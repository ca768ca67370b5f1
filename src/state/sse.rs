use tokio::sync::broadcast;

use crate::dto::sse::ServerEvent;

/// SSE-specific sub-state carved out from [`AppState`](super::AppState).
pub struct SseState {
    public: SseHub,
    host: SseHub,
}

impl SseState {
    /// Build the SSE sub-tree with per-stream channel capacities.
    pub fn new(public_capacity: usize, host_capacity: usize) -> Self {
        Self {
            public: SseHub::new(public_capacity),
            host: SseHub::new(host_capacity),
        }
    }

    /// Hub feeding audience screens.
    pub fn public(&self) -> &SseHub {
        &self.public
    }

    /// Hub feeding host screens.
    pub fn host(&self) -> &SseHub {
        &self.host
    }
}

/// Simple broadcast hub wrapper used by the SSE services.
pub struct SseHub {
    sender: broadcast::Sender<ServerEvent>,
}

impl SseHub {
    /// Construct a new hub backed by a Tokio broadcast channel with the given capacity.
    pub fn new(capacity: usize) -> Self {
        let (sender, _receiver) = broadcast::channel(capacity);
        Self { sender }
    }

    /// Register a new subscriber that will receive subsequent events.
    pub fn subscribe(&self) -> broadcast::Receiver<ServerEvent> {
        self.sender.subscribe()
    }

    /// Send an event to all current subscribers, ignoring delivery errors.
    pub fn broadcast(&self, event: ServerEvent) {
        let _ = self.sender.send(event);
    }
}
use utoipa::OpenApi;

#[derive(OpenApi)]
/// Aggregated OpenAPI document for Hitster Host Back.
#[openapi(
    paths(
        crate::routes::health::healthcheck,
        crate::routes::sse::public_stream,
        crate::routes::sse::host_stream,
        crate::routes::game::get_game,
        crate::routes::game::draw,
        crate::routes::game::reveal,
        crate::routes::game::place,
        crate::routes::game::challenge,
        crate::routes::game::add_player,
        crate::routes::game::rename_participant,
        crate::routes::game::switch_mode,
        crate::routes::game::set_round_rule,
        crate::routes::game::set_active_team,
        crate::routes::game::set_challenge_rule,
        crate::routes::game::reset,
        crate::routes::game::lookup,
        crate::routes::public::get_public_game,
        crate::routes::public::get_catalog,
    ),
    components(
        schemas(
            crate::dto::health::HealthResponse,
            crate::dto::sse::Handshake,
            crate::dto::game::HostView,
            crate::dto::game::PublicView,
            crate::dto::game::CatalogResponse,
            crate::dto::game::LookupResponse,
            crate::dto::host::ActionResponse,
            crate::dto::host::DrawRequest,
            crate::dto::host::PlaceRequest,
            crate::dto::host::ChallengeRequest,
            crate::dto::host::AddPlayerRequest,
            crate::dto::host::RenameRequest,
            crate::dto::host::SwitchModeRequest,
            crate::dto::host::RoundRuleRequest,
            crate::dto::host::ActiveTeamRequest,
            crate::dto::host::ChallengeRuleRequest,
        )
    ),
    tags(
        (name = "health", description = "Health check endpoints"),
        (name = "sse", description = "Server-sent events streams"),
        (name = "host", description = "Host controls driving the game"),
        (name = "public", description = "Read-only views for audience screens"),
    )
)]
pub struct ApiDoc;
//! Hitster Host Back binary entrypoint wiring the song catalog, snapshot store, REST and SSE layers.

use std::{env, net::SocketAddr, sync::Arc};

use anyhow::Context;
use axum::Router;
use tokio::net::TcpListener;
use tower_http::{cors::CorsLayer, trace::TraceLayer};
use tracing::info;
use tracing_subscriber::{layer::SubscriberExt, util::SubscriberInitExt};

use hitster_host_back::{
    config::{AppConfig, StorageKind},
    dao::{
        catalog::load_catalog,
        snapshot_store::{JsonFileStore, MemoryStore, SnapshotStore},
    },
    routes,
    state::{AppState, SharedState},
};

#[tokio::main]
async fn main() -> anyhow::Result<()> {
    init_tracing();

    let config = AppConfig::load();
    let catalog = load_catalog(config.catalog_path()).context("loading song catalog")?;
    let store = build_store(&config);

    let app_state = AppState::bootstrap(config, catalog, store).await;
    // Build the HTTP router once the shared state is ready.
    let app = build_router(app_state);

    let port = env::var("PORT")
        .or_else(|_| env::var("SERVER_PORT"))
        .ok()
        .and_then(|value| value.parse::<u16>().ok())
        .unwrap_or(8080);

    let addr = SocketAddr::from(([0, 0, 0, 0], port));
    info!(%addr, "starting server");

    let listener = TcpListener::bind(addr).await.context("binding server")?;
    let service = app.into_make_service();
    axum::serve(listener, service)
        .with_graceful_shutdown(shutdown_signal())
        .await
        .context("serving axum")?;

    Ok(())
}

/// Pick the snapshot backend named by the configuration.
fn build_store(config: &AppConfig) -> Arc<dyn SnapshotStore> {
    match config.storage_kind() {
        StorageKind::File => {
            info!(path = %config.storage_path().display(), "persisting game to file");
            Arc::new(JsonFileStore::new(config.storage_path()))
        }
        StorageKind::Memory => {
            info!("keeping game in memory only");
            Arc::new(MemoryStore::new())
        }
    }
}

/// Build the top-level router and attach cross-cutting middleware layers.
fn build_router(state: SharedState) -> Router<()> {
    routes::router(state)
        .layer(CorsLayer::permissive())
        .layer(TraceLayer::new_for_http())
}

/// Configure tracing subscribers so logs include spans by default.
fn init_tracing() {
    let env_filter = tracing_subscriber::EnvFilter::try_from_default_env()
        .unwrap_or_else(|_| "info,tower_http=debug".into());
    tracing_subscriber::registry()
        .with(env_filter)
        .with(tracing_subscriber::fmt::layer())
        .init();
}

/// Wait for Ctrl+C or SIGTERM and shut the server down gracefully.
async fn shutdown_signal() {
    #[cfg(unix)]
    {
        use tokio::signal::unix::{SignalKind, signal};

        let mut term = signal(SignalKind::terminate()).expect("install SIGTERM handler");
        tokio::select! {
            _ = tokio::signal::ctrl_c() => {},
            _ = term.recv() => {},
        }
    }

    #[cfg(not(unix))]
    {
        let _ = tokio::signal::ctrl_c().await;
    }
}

------------------------------

_Task details_.
Copy, please, exactly the lines that start at the first line of the data and end at the line containing "feeding host screens.", both kept and no others.

_Output for this exercise_.
repository ca768ca67370b5f1
filename src/state/sse.rs
use tokio::sync::broadcast;

use crate::dto::sse::ServerEvent;

/// SSE-specific sub-state carved out from [`AppState`](super::AppState).
pub struct SseState {
    public: SseHub,
    host: SseHub,
}

impl SseState {
    /// Build the SSE sub-tree with per-stream channel capacities.
    pub fn new(public_capacity: usize, host_capacity: usize) -> Self {
        Self {
            public: SseHub::new(public_capacity),
            host: SseHub::new(host_capacity),
        }
    }

    /// Hub feeding audience screens.
    pub fn public(&self) -> &SseHub {
        &self.public
    }

    /// Hub feeding host screens.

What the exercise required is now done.